Evidence is mixed as to whether AA and HL youth consume more energy-rich diets than do NHW, with some studies indicating that AA adolescent females consume more calories than do NHW and/or HL,^21,22 but other studies failing to find differences in energy consumption between AA and NHW children.^23,24 However, less is known regarding racial/ethnic differences in stress-induced eating specifically. Rather, stress has been linked to energy-rich food consumption separately in NHW, AA and HL adult samples, with few studies comparing the magnitude of effects across groups.²⁵ Among children and adolescents, stress is associated with less healthy eating for AA girls²⁶ and more emotional eating for HL;²⁷ additionally, sugar intake moderates the relationship between stress (measured via HPA axis activation) and visceral adipose tissue among AA and HL adolescents.²⁸ Moreover, the existing literature has relied largely on non-systematic self-report to quantify food intake in response to stress, which introduces methodological limitations such as under-reporting, dependence on participant memory and common method bias. To the best of our knowledge, only one study has examined the effects of experimentally manipulated stress exposure on adolescents’ observed food consumption, finding that adolescents with obesity (45% AA and 55% NHW), showed a reduction in caloric consumption following a stressor, though this study did not assess for racial/ethnic differences in this effect.²⁹

The present study examines differences in food consumption among AA, HL and NHW adolescent females. Food consumption is assessed under laboratory conditions, which include both a relaxation control condition and the administration of a standardized psychosocial stressor. We predicted that racial/ethnic groups would differ in food consumption, such that AA and HL would consume more calories, added sugars and solid fats compared to NHW under both relaxing and stressful laboratory conditions.

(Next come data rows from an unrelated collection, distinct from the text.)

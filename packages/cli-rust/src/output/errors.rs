//! Centralized error display
//!
//! Prints a single error line plus an actionable tip for the failures an
//! operator can fix.

use std::io::ErrorKind;

use cnamectl_core::{AliasError, LockError};
use console::style;

/// Print an error and any known remediation to stderr
pub fn show_error(err: &anyhow::Error) {
    eprintln!("{} {}", style("Error:").red().bold(), err);

    // Alias errors already carry their io cause in the message
    let Some(alias_err) = err.downcast_ref::<AliasError>() else {
        for cause in err.chain().skip(1) {
            eprintln!("  {} {}", style("Caused by:").dim(), cause);
        }
        return;
    };

    if let Some(tip) = tip_for(alias_err) {
        eprintln!();
        eprintln!("  {} {}", style("Tip:").cyan(), tip);
    }
}

/// Suggested fix for an alias error, if there is one
fn tip_for(err: &AliasError) -> Option<String> {
    match err {
        AliasError::Usage(_) => Some("Supported actions are add and remove.".to_string()),
        AliasError::InvalidHostname(_) => Some(
            "Hostnames are dot-separated labels of letters, digits and inner hyphens \
             (max 63 chars per label, 253 total)."
                .to_string(),
        ),
        AliasError::ConfigRead { source, .. } | AliasError::ConfigWrite { source, .. }
            if source.kind() == ErrorKind::PermissionDenied =>
        {
            Some("The alias file is usually root-owned. Re-run with sudo.".to_string())
        }
        AliasError::Lock(LockError::Held(Some(pid))) => Some(format!(
            "Wait for the other process to finish, or if it is stuck: kill {pid}"
        )),
        AliasError::Lock(LockError::Held(None)) => {
            Some("Wait for the other process to finish, then retry.".to_string())
        }
        _ => None,
    }
}

#[cfg(test)]
mod tests {
    use super::*;
    use std::io;

    #[test]
    fn tip_for_held_lock_names_pid() {
        let tip = tip_for(&AliasError::Lock(LockError::Held(Some(4242)))).unwrap();
        assert!(tip.contains("4242"));
    }

    #[test]
    fn tip_for_held_lock_without_pid() {
        let tip = tip_for(&AliasError::Lock(LockError::Held(None))).unwrap();
        assert!(!tip.contains("kill"));
    }

    #[test]
    fn tip_for_permission_denied() {
        let err = AliasError::ConfigWrite {
            path: "/etc/dnsmasq.d/05-pihole-cname.conf".into(),
            operation: "replace",
            source: io::Error::from(io::ErrorKind::PermissionDenied),
        };
        assert!(tip_for(&err).unwrap().contains("sudo"));
    }

    #[test]
    fn no_tip_for_other_io_errors() {
        let err = AliasError::ConfigRead {
            path: "/etc/dnsmasq.d/05-pihole-cname.conf".into(),
            operation: "read",
            source: io::Error::other("bad sector"),
        };
        assert!(tip_for(&err).is_none());
    }
}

Additionally, we anticipated that the effect of in-lab condition (control vs. stress) on food consumption would vary by racial/ethnic group, such that AA and HL would show greater increases in food intake under the stress condition.

2 |. METHODS

2.1 |. Participants

A sample of 130 adolescent females was recruited from paediatric primary care clinics and affiliated community agencies in an urban area between December 2017 and December 2019, for a study on the influence of race/ethnicity on dietary patterns. Eligibility criteria included self-identification as AA, HL or NHW, ages 13–17 years, Tanner Stage ≥3 and body mass index (BMI) in the normal-to-obese range. Exclusionary criteria included low BMI (<5th percentile), pregnancy, medical problems (ie, endocrine disorders or unstable cardiac, pulmonary or renal conditions), use of medication that influences appetite or HPA axis, scoring below 50% on a visual analogue scale (VAS) to assess perceived pleasantness of foods or food preference provided during the study, or having allergies to any food presented on the VAS. Adolescents provided assent and their parents provided consent; all procedures were approved by the Institutional Review Board (Protocol #2017–3441). Of these 130 participants, two withdrew or were disqualified before completing any food consumption measure (one due to parent withdrawing, one due to child being underweight). One parent chose not to provide socioeconomic status (SES) information. Of the remaining 127 participants, 120 completed at least one laboratory condition; 117 completed the relaxation condition, 115 completed the stress condition and 112 completed both conditions.

2.2 |. Study design

Participants who met inclusion criteria were scheduled for initial assessments, which included demographic information, height, weight, and medical and psychiatric histories. Subsequently, participants completed two separate food consumption lab visits (relaxation and stress conditions, presented in a randomized sequence), scheduled 530 days apart and supervised by a registered dietitian. Participants were asked to fast overnight (from 10 PM) until their laboratory visits (at 8–9 AM). During each visit, a standardized 210 calorie breakfast was provided, consisting of a cereal bar and juice, followed by a 2.75-hour relaxation period during which participants watched movies with neutral content. In the control/relaxation condition, participants then watched a 15-minute nature video; in the stress condition, participants instead were administered the Trier Social Stress Test (TSST), a 15-minute acute social-evaluative stressor.³⁰ Following the stress/control manipulation, a buffet lunch was provided (30 min after the assigned manipulation, timed to detect effects of stress on eating behaviour),³¹ which consisted of a wide assortment of foods that youth commonly eat, selected to differ greatly in macronutrient composition and caloric value, and are based upon food choices provided to youth in similar studies.³² The 32 foods offered included low-calorie healthy (eg, green leafy salad), high-calorie healthy (eg, raw almonds), low-calorie unhealthy (eg, diet Coke) and high-calorie unhealthy (eg, donuts) options. Participants were instructed to eat whatever they wanted and given 40 min to eat ad libitum in a private room. After lunch, participants who had completed the stress condition were debriefed.

2.3 |. Measures

2.3.1 |. Anthropometry

Height and weight were measured using the National Health and Nutrition Examination Survey (NHANES) III methodology,³³ which takes the average of three recordings. Height was measured on a free-standing stadiometer and recorded to the nearest 0.1 cm. Weight was obtained with subjects in light clothing without shoes, on a digital platform scale and recorded to the nearest 0.1 kg. BMI percentiles and z-scores were calculated from height, weight and age using the Centers for Disease Control and Prevention (CDC) growth charts.³⁴

2.3.2 |. Food consumption

The amount of food consumed was calculated in grams by weighing each food item before and after the meal and computing the difference. Calories, added sugar and fat content of consumed foods was then calculated using the Nutrition Data System for Research (NDSR),³⁵ a computer-based program, which uses the University of Minnesota Nutrition Coordinating Center (NCC) Food and Nutrient Database of food energy and nutrient content.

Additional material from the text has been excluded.